Interstel Corporation published the commercial release, co-authored with Mark Baldwin. Empire: Wargame of the Century shipped on MS-DOS, Amiga, Atari ST, Commodore 64, Apple II, and Macintosh. Computer Gaming World named it 1988 Game of the Year, inducted it into their Hall of Fame in 1989, and in 1996 ranked it the 8th best computer game ever released.
CGW called it "a fascinating grand strategic wargame, more sophisticated than Risk, but easier to play than Third Reich."
Empire is a direct inspiration for Sid Meier's Civilization (1991). Its fog-of-war exploration, city-based production, and conquest gameplay established the template for what became the 4X genre (explore, expand, exploit, exterminate).
Walter Bright's work optimizing Empire also led him into compiler development, ultimately resulting in the D programming language -- the same language this version is written in.
Everything -- bitmaps, sounds, icons, dialogs -- is compiled into a single empire.exe. No asset folders needed at runtime.
- LDC2 (LLVM-based D compiler, includes DUB)
- Windows SDK (for
rc.exeresource compiler)
build.bat
This compiles all BMP and WAV assets into Windows resources, then builds empire.exe.
For a release build:
build.bat release
The build process packages everything into the executable:
- 64 bitmap sprites (units, terrain, cities for all teams)
- 14 sound effects (gunfire, explosions, engine sounds)
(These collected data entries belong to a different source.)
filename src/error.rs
// src/error.rs

use axum::{
    http::StatusCode,
    response::{IntoResponse, Response},
};
use std::fmt;

use crate::views;

/// Global Application Error Enum.
/// Validation problems never get here: handlers turn them into a flash and a redirect.
#[derive(Debug)]
pub enum AppError {
    // 500 Internal Server Error
    InternalServerError(String),

    // 401 Unauthorized
    AuthError(String),

    // 404 Not Found
    NotFound(String),
}

impl fmt::Display for AppError {
    fn fmt(&self, f: &mut fmt::Formatter<'_>) -> fmt::Result {
        write!(f, "{:?}", self)
    }
}

impl std::error::Error for AppError {}

/// Renders the error as a standalone HTML page with the matching status code.
impl IntoResponse for AppError {
    fn into_response(self) -> Response {
        let (status, message) = match self {
            AppError::InternalServerError(msg) => {
                tracing::error!("Internal Server Error: {}", msg);
                (
                    StatusCode::INTERNAL_SERVER_ERROR,
                    "Internal Server Error".to_string(),
                )
            }
            AppError::AuthError(msg) => (StatusCode::UNAUTHORIZED, msg),
            AppError::NotFound(msg) => (StatusCode::NOT_FOUND, msg),
        };

        (status, views::error_page(status, &message)).into_response()
    }
}

/// Allows using `?` on database calls.
/// A missing row only becomes `NotFound` where a handler asks for it explicitly.
impl From<sqlx::Error> for AppError {
    fn from(err: sqlx::Error) -> Self {
        AppError::InternalServerError(err.to_string())
    }
}

impl From<sqlx::migrate::MigrateError> for AppError {
    fn from(err: sqlx::migrate::MigrateError) -> Self {
        AppError::InternalServerError(err.to_string())
    }
}
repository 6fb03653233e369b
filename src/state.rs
use crate::config::Config;
use axum::extract::FromRef;
use sqlx::SqlitePool;

#[derive(Clone)]
pub struct AppState {
    pub pool: SqlitePool,
    pub config: Config,
}

impl FromRef<AppState> for SqlitePool {
    fn from_ref(state: &AppState) -> Self {
        state.pool.clone()
    }
}

impl FromRef<AppState> for Config {
    fn from_ref(state: &AppState) -> Self {
        state.config.clone()
    }
}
- Splash screen, cursor, blast effects
- Window icon, menus, and dialogs
- High-DPI manifest for Windows 11
| Key | Action |
|---|---|
| Arrow keys | Move selected unit |
| P | Set city production |
| G | Go to city |
| S | Set unit to sentry |
| K | Wake up unit |
| F | From-To movement |
| I | Set direction |
| R | Random movement |
| L | Load army/fighter |
| U | Unload army/fighter |
| H | 20 free moves |
| Y | Survey |
| N | Center screen |
| O | Change point of view |
| +/- | Zoom in/out |
| Esc | Cancel current mode |
Original game created by Walter Bright, 1977--2004.
This fan port to D2/LDC2 for Windows 11 is an independent, noncommercial project with no affiliation to Walter Bright or Digital Mars. It exists purely out of love for a game that shaped an entire genre.